By Chris Bishop
When the young Fortune Mojapelo (pictured) used to take a taxi from his township to the nearby small town of Kwekwe in Zimbabwe he used to marvel at the huge, imposing, chrome refineries that loomed large by the roadside – never thinking, for a moment, that one day he would be in mining poised to take over 10% of supply of one of the planet’s most sought after minerals destined to power our future.
Mojapelo left Que Que, in the heart of Zimbabwe’s chrome belt, to go to the University of Cape Town to study actuarial science. He spent a few years as a management consultant before applying his skills to a consortium seeking mineral rights in South Africa. They succeeded and Mojapelo, then in his early 30s, became a founder of Bushveld Minerals, which listed on AIM in London in 2017.
Now the South African company is gearing up to take advantage of the world rush for battery metals expected to see the world market increase 122 times in the next 20 years.
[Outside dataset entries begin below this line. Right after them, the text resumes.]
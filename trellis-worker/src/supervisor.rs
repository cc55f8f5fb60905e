//! Connection supervisor: owns the MQTT session and routes bus traffic.
//!
//! Single place where rumqttc is driven. Incoming publishes are dispatched
//! to the runtime (commands) or the parasite layer (parent state); slow work
//! runs on spawned tasks so the event loop keeps servicing keepalives.
//! Termination signals trigger the graceful offline sequence.

use rumqttc::{AsyncClient, Event, Incoming, QoS};
use std::sync::Arc;
use std::time::Duration;
use tokio::time::interval;
use tracing::{debug, error, info, warn};
use trellis_bus::{parse_topic, presence, ParsedTopic};

use crate::connector::ParasiteCompute;
use crate::parasite::ParasiteRuntime;
use crate::runtime::WorkerRuntime;

/// Consecutive event-loop failures tolerated before giving up. The unit's
/// restart policy takes over from there.
const ERROR_BUDGET: u32 = 30;

pub struct Supervisor {
    runtime: Arc<WorkerRuntime>,
    parasite: Option<(Arc<ParasiteRuntime>, Arc<dyn ParasiteCompute>)>,
}

impl Supervisor {
    pub fn new(runtime: Arc<WorkerRuntime>) -> Self {
        Self { runtime, parasite: None }
    }

    pub fn with_parasite(
        mut self,
        parasite: Arc<ParasiteRuntime>,
        compute: Arc<dyn ParasiteCompute>,
    ) -> Self {
        self.parasite = Some((parasite, compute));
        self
    }

    pub async fn run(self) -> anyhow::Result<()> {
        let config = self.runtime.config();
        let client_id = format!("trellis-worker-{}", config.instance_id);
        // Last-will registered before connect: the broker announces our
        // death even if we never get to say goodbye.
        let options = presence::mqtt_options(
            &client_id,
            &config.mqtt_host,
            config.mqtt_port,
            self.runtime.topics(),
        );
        let (client, mut eventloop) = AsyncClient::new(options, 64);

        self.runtime.connector().start().await?;
        self.runtime.announce_online(&client).await?;

        if let Some((parasite, _)) = &self.parasite {
            for topic in parasite.subscriptions() {
                client.subscribe(topic, QoS::AtLeastOnce).await?;
            }
            parasite.register(&client).await?;
        }

        let mut poll_timer = interval(config.poll_interval);
        let base_topic = config.base_topic.clone();
        let own_instance = config.instance_id.clone();
        let mut consecutive_errors: u32 = 0;

        loop {
            tokio::select! {
                _ = poll_timer.tick() => {
                    let runtime = self.runtime.clone();
                    let client = client.clone();
                    tokio::spawn(async move {
                        if let Err(e) = runtime.poll_cycle(&client).await {
                            warn!("poll cycle failed: {e}");
                        }
                    });
                }

                _ = terminate_signal() => {
                    info!("termination signal received, going offline");
                    self.runtime.shutdown(&client).await?;
                    let _ = client.disconnect().await;
                    return Ok(());
                }

                event = eventloop.poll() => match event {
                    Ok(Event::Incoming(Incoming::Publish(publish))) => {
                        consecutive_errors = 0;
                        self.dispatch(&client, &base_topic, &own_instance, &publish.topic, &publish.payload);
                    }
                    Ok(_) => {
                        consecutive_errors = 0;
                    }
                    Err(e) => {
                        consecutive_errors += 1;
                        if consecutive_errors >= ERROR_BUDGET {
                            error!("MQTT connection error budget exhausted: {e}");
                            anyhow::bail!("lost connection to broker");
                        }
                        warn!("MQTT connection error ({consecutive_errors}/{ERROR_BUDGET}): {e}");
                        tokio::time::sleep(Duration::from_secs(2)).await;
                    }
                },
            }
        }
    }

    fn dispatch(
        &self,
        client: &AsyncClient,
        base_topic: &str,
        own_instance: &str,
        topic: &str,
        payload: &[u8],
    ) {
        // Parent state topics belong to foreign instances and parse under
        // the same grammar, so the parasite layer gets first refusal.
        if let Some((parasite, compute)) = &self.parasite {
            if parasite.handle_parent_state(topic, payload) {
                let parasite = parasite.clone();
                let compute = compute.clone();
                let client = client.clone();
                tokio::spawn(async move {
                    if let Err(e) = parasite.compute_cycle(&client, compute.as_ref()).await {
                        warn!("parasite compute failed: {e}");
                    }
                });
                return;
            }
        }

        match parse_topic(base_topic, topic) {
            Ok(ParsedTopic::DeviceCmd { instance_id, device_id }) if instance_id == own_instance => {
                let runtime = self.runtime.clone();
                let client = client.clone();
                let payload = payload.to_vec();
                tokio::spawn(async move {
                    if let Err(e) = runtime.handle_command(&client, &device_id, &payload).await {
                        warn!("command handling failed on {device_id}: {e}");
                    }
                });
            }
            Ok(_) => debug!("ignoring message on {topic}"),
            Err(_) => debug!("foreign topic {topic}"),
        }
    }
}

#[cfg(unix)]
async fn terminate_signal() {
    use tokio::signal::unix::{signal, SignalKind};
    let mut sigterm = match signal(SignalKind::terminate()) {
        Ok(s) => s,
        Err(_) => {
            let _ = tokio::signal::ctrl_c().await;
            return;
        }
    };
    tokio::select! {
        _ = sigterm.recv() => {}
        _ = tokio::signal::ctrl_c() => {}
    }
}

#[cfg(not(unix))]
async fn terminate_signal() {
    let _ = tokio::signal::ctrl_c().await;
}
An expansion expected to attract $660 billion in capital expenditure to unearth more metals like cobalt, lithium and vanadium that will make the batteries that will power the world’s cars, factories and mines. This transformation, expected to be led by Chinese manufacturers, will replace fossil fuels with electricity to diminish the world’s carbon footprint.
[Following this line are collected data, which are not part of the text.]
//! Écoute du bus : topics status retained de toutes les instances.
//!
//! C'est la seule source de vérité pour Initializing→Running et pour la
//! détection de crash (last-will offline). Le runtime conteneur ne dit
//! jamais si le worker est réellement connecté au bus.

use rumqttc::{AsyncClient, Event, MqttOptions, QoS};
use std::sync::Arc;
use std::time::Duration;
use tokio::task;
use tracing::{info, warn};
use trellis_bus::{parse_topic, ParsedTopic, Presence, TopicSpace};

use crate::config::HubSettings;
use crate::models::{InstanceStatus, Shared, StatusMap};
use crate::orchestrator::Orchestrator;

pub fn spawn_status_listener(
    settings: HubSettings,
    statuses: Shared<StatusMap>,
    orchestrator: Arc<Orchestrator>,
) {
    task::spawn(async move {
        let mut opts = MqttOptions::new("trellis-hub", &settings.mqtt.host, settings.mqtt.port);
        opts.set_keep_alive(Duration::from_secs(15));
        let (client, mut eventloop) = AsyncClient::new(opts, 64);

        let sub = TopicSpace::status_subscription(&settings.base_topic);
        if let Err(e) = client.subscribe(&sub, QoS::AtLeastOnce).await {
            warn!("subscribe {sub} impossible: {e}");
            return;
        }
        info!("écoute statut sur {sub}");

        loop {
            match eventloop.poll().await {
                Ok(Event::Incoming(rumqttc::Incoming::Publish(p))) => {
                    let parsed = match parse_topic(&settings.base_topic, &p.topic) {
                        Ok(parsed) => parsed,
                        Err(_) => continue,
                    };
                    let ParsedTopic::Status { instance_id } = parsed else {
                        continue;
                    };
                    let Some(presence) = Presence::from_payload(&p.payload) else {
                        warn!("payload status illisible sur {}", p.topic);
                        continue;
                    };
                    statuses
                        .lock()
                        .insert(instance_id.clone(), InstanceStatus::observed(&instance_id, presence));
                    orchestrator.on_presence(&instance_id, presence);
                }
                Ok(_) => {}
                Err(e) => {
                    warn!("erreur MQTT: {e:?}");
                    tokio::time::sleep(Duration::from_secs(2)).await;
                }
            }
        }
    });
}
“My only question is can Africa keep up with this demand,” says Mojapelo speaking the CNBC Africa at the Mining Indaba in Cape Town, “I think we can and our company is expanding to make sure we can.”
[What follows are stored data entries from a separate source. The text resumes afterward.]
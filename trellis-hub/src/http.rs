/**
 * API REST TRELLIS - Surface d'administration du hub
 *
 * RÔLE :
 * Expose les opérations de l'Instance Store et de l'orchestrateur aux
 * outils d'admin (CLI, setup, dashboard).
 *
 * FONCTIONNEMENT :
 * - Serveur Axum avec middleware auth API key
 * - Routes : /health, /instances (CRUD), actions start/stop/restart,
 *   /instances/.../logs, /containers, /status
 * - Erreurs HubError → JSON {ok, error: {code, message}}
 *
 * SÉCURITÉ :
 * - Header x-api-key obligatoire sur toutes routes sauf /health
 * - TRELLIS_API_KEY absent = API fermée
 */
use axum::extract::{Path, Query, Request, State};
use axum::http::StatusCode;
use axum::middleware::{self, Next};
use axum::response::{IntoResponse, Response};
use axum::routing::{get, post};
use axum::{Json, Router};
use serde::Deserialize;
use std::sync::Arc;
use tracing::warn;

use crate::config::HubSettings;
use crate::error::HubError;
use crate::logs::LogLine;
use crate::models::{InstanceConfig, Shared, StatusMap};
use crate::orchestrator::Orchestrator;
use crate::store::InstanceStore;

#[derive(Clone)]
pub struct AppState {
    pub store: Arc<InstanceStore>,
    pub orchestrator: Arc<Orchestrator>,
    pub statuses: Shared<StatusMap>,
    pub settings: HubSettings,
}

/// Enveloppe d'erreur de l'API.
struct ApiError(HubError);

impl IntoResponse for ApiError {
    fn into_response(self) -> Response {
        let status = match &self.0 {
            HubError::NotFound(_) => StatusCode::NOT_FOUND,
            HubError::AlreadyExists(_) => StatusCode::CONFLICT,
            HubError::InvalidConfig(_) => StatusCode::BAD_REQUEST,
            HubError::Timeout(_) => StatusCode::GATEWAY_TIMEOUT,
            _ => StatusCode::INTERNAL_SERVER_ERROR,
        };
        let body = serde_json::json!({
            "ok": false,
            "error": { "code": self.0.code(), "message": self.0.to_string() },
        });
        (status, Json(body)).into_response()
    }
}

impl From<HubError> for ApiError {
    fn from(e: HubError) -> Self {
        Self(e)
    }
}

async fn require_api_key(req: Request, next: Next) -> Result<Response, StatusCode> {
    // Health check toujours accessible
    if req.uri().path().starts_with("/health") {
        return Ok(next.run(req).await);
    }

    let expected = std::env::var("TRELLIS_API_KEY").unwrap_or_default();
    if expected.is_empty() {
        warn!("TRELLIS_API_KEY absent, accès API refusé");
        return Err(StatusCode::UNAUTHORIZED);
    }

    let ok = req
        .headers()
        .get("x-api-key")
        .and_then(|v| v.to_str().ok())
        .map(|v| v == expected)
        .unwrap_or(false);

    if !ok {
        return Err(StatusCode::UNAUTHORIZED);
    }
    Ok(next.run(req).await)
}

pub fn build_router(app_state: AppState) -> Router {
    Router::new()
        .route("/health", get(|| async { "ok" }))
        .route("/instances", get(list_instances).post(create_instance))
        .route(
            "/instances/{connector}/{id}",
            get(get_instance).put(update_instance).delete(remove_instance),
        )
        .route("/instances/{connector}/{id}/start", post(start_instance))
        .route("/instances/{connector}/{id}/stop", post(stop_instance))
        .route("/instances/{connector}/{id}/restart", post(restart_instance))
        .route("/instances/{connector}/{id}/logs", get(instance_logs))
        .route("/containers", get(list_containers))
        .route("/status", get(get_status))
        .with_state(app_state)
        .layer(middleware::from_fn(require_api_key))
}

#[derive(Debug, Deserialize)]
struct ListParams {
    connector: Option<String>,
}

// GET /instances (liste, filtre ?connector=)
async fn list_instances(
    State(app): State<AppState>,
    Query(params): Query<ListParams>,
) -> Result<Json<Vec<InstanceConfig>>, ApiError> {
    Ok(Json(app.store.list(params.connector.as_deref()).await?))
}

// POST /instances : persiste puis crée l'unité (Configuring→...→Starting)
async fn create_instance(
    State(app): State<AppState>,
    Json(cfg): Json<InstanceConfig>,
) -> Result<(StatusCode, Json<serde_json::Value>), ApiError> {
    let cfg = app.store.create(cfg).await?;
    let record = match app.orchestrator.create(&cfg).await {
        Ok(record) => record,
        Err(e) => {
            // Pas d'unité = pas de définition orpheline.
            let _ = app.store.delete(&cfg.connector_type, &cfg.id).await;
            return Err(e.into());
        }
    };
    app.orchestrator.start(&cfg.connector_type, &cfg.id).await?;
    Ok((
        StatusCode::CREATED,
        Json(serde_json::json!({ "ok": true, "instance": cfg, "container": record })),
    ))
}

// GET /instances/:connector/:id
async fn get_instance(
    State(app): State<AppState>,
    Path((connector, id)): Path<(String, String)>,
) -> Result<Json<serde_json::Value>, ApiError> {
    let cfg = app.store.get(&connector, &id).await?;
    let lifecycle = app.orchestrator.state_of(&id).map(|s| s.as_str());
    let presence = app.statuses.lock().get(&id).cloned();
    Ok(Json(serde_json::json!({
        "instance": cfg,
        "lifecycle": lifecycle,
        "status": presence,
    })))
}

// PUT /instances/:connector/:id : nouvelle définition, prise en compte au
// prochain restart (le fichier est monté, l'unité relit au démarrage)
async fn update_instance(
    State(app): State<AppState>,
    Path((connector, id)): Path<(String, String)>,
    Json(mut cfg): Json<InstanceConfig>,
) -> Result<Json<InstanceConfig>, ApiError> {
    cfg.connector_type = connector;
    cfg.id = id;
    Ok(Json(app.store.update(cfg).await?))
}

#[derive(Debug, Deserialize)]
struct RemoveParams {
    #[serde(default)]
    force: bool,
}

// DELETE /instances/:connector/:id : unité puis définition
async fn remove_instance(
    State(app): State<AppState>,
    Path((connector, id)): Path<(String, String)>,
    Query(params): Query<RemoveParams>,
) -> Result<Json<serde_json::Value>, ApiError> {
    app.orchestrator.remove(&connector, &id, params.force).await?;
    app.store.delete(&connector, &id).await?;
    Ok(Json(serde_json::json!({ "ok": true })))
}

async fn start_instance(
    State(app): State<AppState>,
    Path((connector, id)): Path<(String, String)>,
) -> Result<Json<serde_json::Value>, ApiError> {
    app.store.get(&connector, &id).await?;
    app.orchestrator.start(&connector, &id).await?;
    Ok(Json(serde_json::json!({ "ok": true })))
}

#[derive(Debug, Deserialize)]
struct StopParams {
    grace: Option<u64>,
}

async fn stop_instance(
    State(app): State<AppState>,
    Path((connector, id)): Path<(String, String)>,
    Query(params): Query<StopParams>,
) -> Result<Json<serde_json::Value>, ApiError> {
    app.orchestrator.stop(&connector, &id, params.grace).await?;
    Ok(Json(serde_json::json!({ "ok": true })))
}

async fn restart_instance(
    State(app): State<AppState>,
    Path((connector, id)): Path<(String, String)>,
    Query(params): Query<StopParams>,
) -> Result<Json<serde_json::Value>, ApiError> {
    app.orchestrator.restart(&connector, &id, params.grace).await?;
    Ok(Json(serde_json::json!({ "ok": true })))
}

#[derive(Debug, Deserialize)]
struct LogsParams {
    tail: Option<u32>,
    since: Option<String>,
}

// GET /instances/:connector/:id/logs : lignes classifiées, sans suivi
// (le suivi temps réel passe par le CLI du runtime)
async fn instance_logs(
    State(app): State<AppState>,
    Path((connector, id)): Path<(String, String)>,
    Query(params): Query<LogsParams>,
) -> Result<Json<Vec<LogLine>>, ApiError> {
    let mut rx = app
        .orchestrator
        .logs(&connector, &id, params.tail.or(Some(200)), params.since, false)?;
    let mut lines = Vec::new();
    while let Some(line) = rx.recv().await {
        lines.push(line);
    }
    Ok(Json(lines))
}

// GET /containers (vue runtime fusionnée)
async fn list_containers(State(app): State<AppState>) -> Result<Json<serde_json::Value>, ApiError> {
    let records = app.orchestrator.list().await?;
    Ok(Json(serde_json::json!({ "containers": records })))
}

// GET /status (présences observées sur le bus)
async fn get_status(State(app): State<AppState>) -> Json<serde_json::Value> {
    let statuses: Vec<_> = app.statuses.lock().values().cloned().collect();
    Json(serde_json::json!({ "instances": statuses }))
}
Bushveld Minerals, with its Vametco Mine employing 600 workers in Brits west of Johannesburg, is investing to treble production to 8400 mt in the next five years. The company, which supplies the steel industry in the United States and Asia, currently supplies 3% of world demand and hopes to expand this to 10%.
Mojapelo is also planning to invest in a factory to make the batteries from the mined vanadium. He agrees that Africa should be extracting more from its raw minerals.
Benedikt Sobotka, the head of the Global Battery Alliance set up by the World Economic Forum, said at the Mining Indaba that Africa needed to get busy making batteries as well as mining the raw materials.
“If you look at a cell phone battery, it can retail for a thousand dollars, while the raw materials can cost cents. That is how much money can be made in the battery business and Africa needs to get into it, “says Sobotka.